◆ **Problem statement**: Transcribe the listing word for word. Begin at its first line and end with the line containing "deadline state inspected".

◆ **Data for analysis**:
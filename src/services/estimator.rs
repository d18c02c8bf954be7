//! Click-timing estimator: tap-along windows that turn a tally into a
//! rough beats-per-minute estimate, one condition at a time.

use chrono::{DateTime, Utc};
use serde::{Deserialize, Serialize};

use crate::models::Activity;

/// Length of one tap window.
pub const DEFAULT_WINDOW_SECS: f64 = 5.0;
/// Taps in a 5 s window scale to beats per minute.
pub const DEFAULT_BEAT_MULTIPLIER: f64 = 12.0;
/// Ceiling applied to estimates.
pub const DEFAULT_ESTIMATE_CAP: f64 = 200.0;

/// Tunables for the estimator stage.
#[derive(Debug, Clone, Serialize, Deserialize)]
pub struct EstimatorSettings {
    pub window_secs: f64,
    pub beat_multiplier: f64,
    pub estimate_cap: f64,
    /// Conditions measured, in order.
    pub conditions: Vec<Activity>,
}

impl Default for EstimatorSettings {
    fn default() -> Self {
        EstimatorSettings {
            window_secs: DEFAULT_WINDOW_SECS,
            beat_multiplier: DEFAULT_BEAT_MULTIPLIER,
            estimate_cap: DEFAULT_ESTIMATE_CAP,
            conditions: Activity::ALL.to_vec(),
        }
    }
}

/// Persistent record of one closed window.
#[derive(Debug, Clone, PartialEq, Serialize, Deserialize)]
pub struct EstimateAnnotation {
    pub activity: Activity,
    pub tally: u32,
    /// `min(tally * beat_multiplier, estimate_cap)` in beats per minute.
    pub estimate: f64,
    pub created_at: DateTime<Utc>,
}

/// State change emitted by a trigger or tick.
#[derive(Debug, Clone, PartialEq)]
pub enum EstimatorEvent {
    WindowStarted { activity: Activity, remaining: u32 },
    TallyChanged { activity: Activity, tally: u32 },
    CountdownTick { activity: Activity, remaining: u32 },
    WindowClosed {
        annotation: EstimateAnnotation,
        next: Option<Activity>,
    },
}

/// Runs one tap window per condition.
///
/// Time is an explicit parameter: the countdown is deadline state inspected
/// by [`tick`](ClickTimingEstimator::tick), never a timer of its own. A
/// cancelled estimator stays silent forever, so a stale window can never
/// close after the host has moved on.
#[derive(Debug, Clone)]
pub struct ClickTimingEstimator {
    settings: EstimatorSettings,
    condition_index: usize,
    window_start: Option<f64>,
    tally: u32,
    last_remaining: u32,
    annotations: Vec<EstimateAnnotation>,
    cancelled: bool,
}

impl ClickTimingEstimator {
    pub fn new(settings: EstimatorSettings) -> Self {
        ClickTimingEstimator {
            settings,
            condition_index: 0,
            window_start: None,
            tally: 0,
            last_remaining: 0,
            annotations: Vec::new(),
            cancelled: false,
        }
    }

    /// The condition currently being measured, if any remain.
    pub fn active_condition(&self) -> Option<Activity> {
        if self.cancelled {
            return None;
        }
        self.settings.conditions.get(self.condition_index).copied()
    }

    /// True once every condition has closed, or after a cancel.
    pub fn is_finished(&self) -> bool {
        self.active_condition().is_none()
    }

    /// Whether a tap window is currently counting down.
    pub fn window_open(&self) -> bool {
        self.window_start.is_some()
    }

    pub fn annotations(&self) -> &[EstimateAnnotation] {
        &self.annotations
    }

    /// Registers one tap. The first tap of a condition opens its window and
    /// counts toward the tally.
    pub fn trigger(&mut self, now: qtty::Seconds) -> Vec<EstimatorEvent> {
        // A press arriving after the deadline closes the window instead of
        // counting into it.
        let mut events = self.tick(now);
        let activity = match self.active_condition() {
            Some(activity) => activity,
            None => return events,
        };

        if self.window_start.is_none() {
            self.window_start = Some(now.value());
            self.tally = 0;
            self.last_remaining = self.settings.window_secs.ceil() as u32;
            events.push(EstimatorEvent::WindowStarted {
                activity,
                remaining: self.last_remaining,
            });
        }
        self.tally += 1;
        events.push(EstimatorEvent::TallyChanged {
            activity,
            tally: self.tally,
        });
        events
    }

    /// Advances the countdown, closing the window once its deadline passes.
    pub fn tick(&mut self, now: qtty::Seconds) -> Vec<EstimatorEvent> {
        let activity = match self.active_condition() {
            Some(activity) => activity,
            None => return vec![],
        };
        let start = match self.window_start {
            Some(start) => start,
            None => return vec![],
        };

        let elapsed = now.value() - start;
        if elapsed < self.settings.window_secs {
            let remaining = (self.settings.window_secs - elapsed).ceil() as u32;
            if remaining != self.last_remaining {
                self.last_remaining = remaining;
                return vec![EstimatorEvent::CountdownTick {
                    activity,
                    remaining,
                }];
            }
            return vec![];
        }

        let estimate = (self.tally as f64 * self.settings.beat_multiplier)
            .min(self.settings.estimate_cap);
        let annotation = EstimateAnnotation {
            activity,
            tally: self.tally,
            estimate,
            created_at: Utc::now(),
        };
        self.annotations.push(annotation.clone());
        self.window_start = None;
        self.tally = 0;
        self.condition_index += 1;
        vec![EstimatorEvent::WindowClosed {
            annotation,
            next: self.active_condition(),
        }]
    }

    /// Abandons the stage. No further windows open or close.
    pub fn cancel(&mut self) {
        self.cancelled = true;
        self.window_start = None;
    }
}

◆ **Answer for the task**:
filename src/services/estimator.rs
repository d18c02c8bf954be7
//! Click-timing estimator: tap-along windows that turn a tally into a
//! rough beats-per-minute estimate, one condition at a time.

use chrono::{DateTime, Utc};
use serde::{Deserialize, Serialize};

use crate::models::Activity;

/// Length of one tap window.
pub const DEFAULT_WINDOW_SECS: f64 = 5.0;
/// Taps in a 5 s window scale to beats per minute.
pub const DEFAULT_BEAT_MULTIPLIER: f64 = 12.0;
/// Ceiling applied to estimates.
pub const DEFAULT_ESTIMATE_CAP: f64 = 200.0;

/// Tunables for the estimator stage.
#[derive(Debug, Clone, Serialize, Deserialize)]
pub struct EstimatorSettings {
    pub window_secs: f64,
    pub beat_multiplier: f64,
    pub estimate_cap: f64,
    /// Conditions measured, in order.
    pub conditions: Vec<Activity>,
}

impl Default for EstimatorSettings {
    fn default() -> Self {
        EstimatorSettings {
            window_secs: DEFAULT_WINDOW_SECS,
            beat_multiplier: DEFAULT_BEAT_MULTIPLIER,
            estimate_cap: DEFAULT_ESTIMATE_CAP,
            conditions: Activity::ALL.to_vec(),
        }
    }
}

/// Persistent record of one closed window.
#[derive(Debug, Clone, PartialEq, Serialize, Deserialize)]
pub struct EstimateAnnotation {
    pub activity: Activity,
    pub tally: u32,
    /// `min(tally * beat_multiplier, estimate_cap)` in beats per minute.
    pub estimate: f64,
    pub created_at: DateTime<Utc>,
}

/// State change emitted by a trigger or tick.
#[derive(Debug, Clone, PartialEq)]
pub enum EstimatorEvent {
    WindowStarted { activity: Activity, remaining: u32 },
    TallyChanged { activity: Activity, tally: u32 },
    CountdownTick { activity: Activity, remaining: u32 },
    WindowClosed {
        annotation: EstimateAnnotation,
        next: Option<Activity>,
    },
}

/// Runs one tap window per condition.
///
/// Time is an explicit parameter: the countdown is deadline state inspected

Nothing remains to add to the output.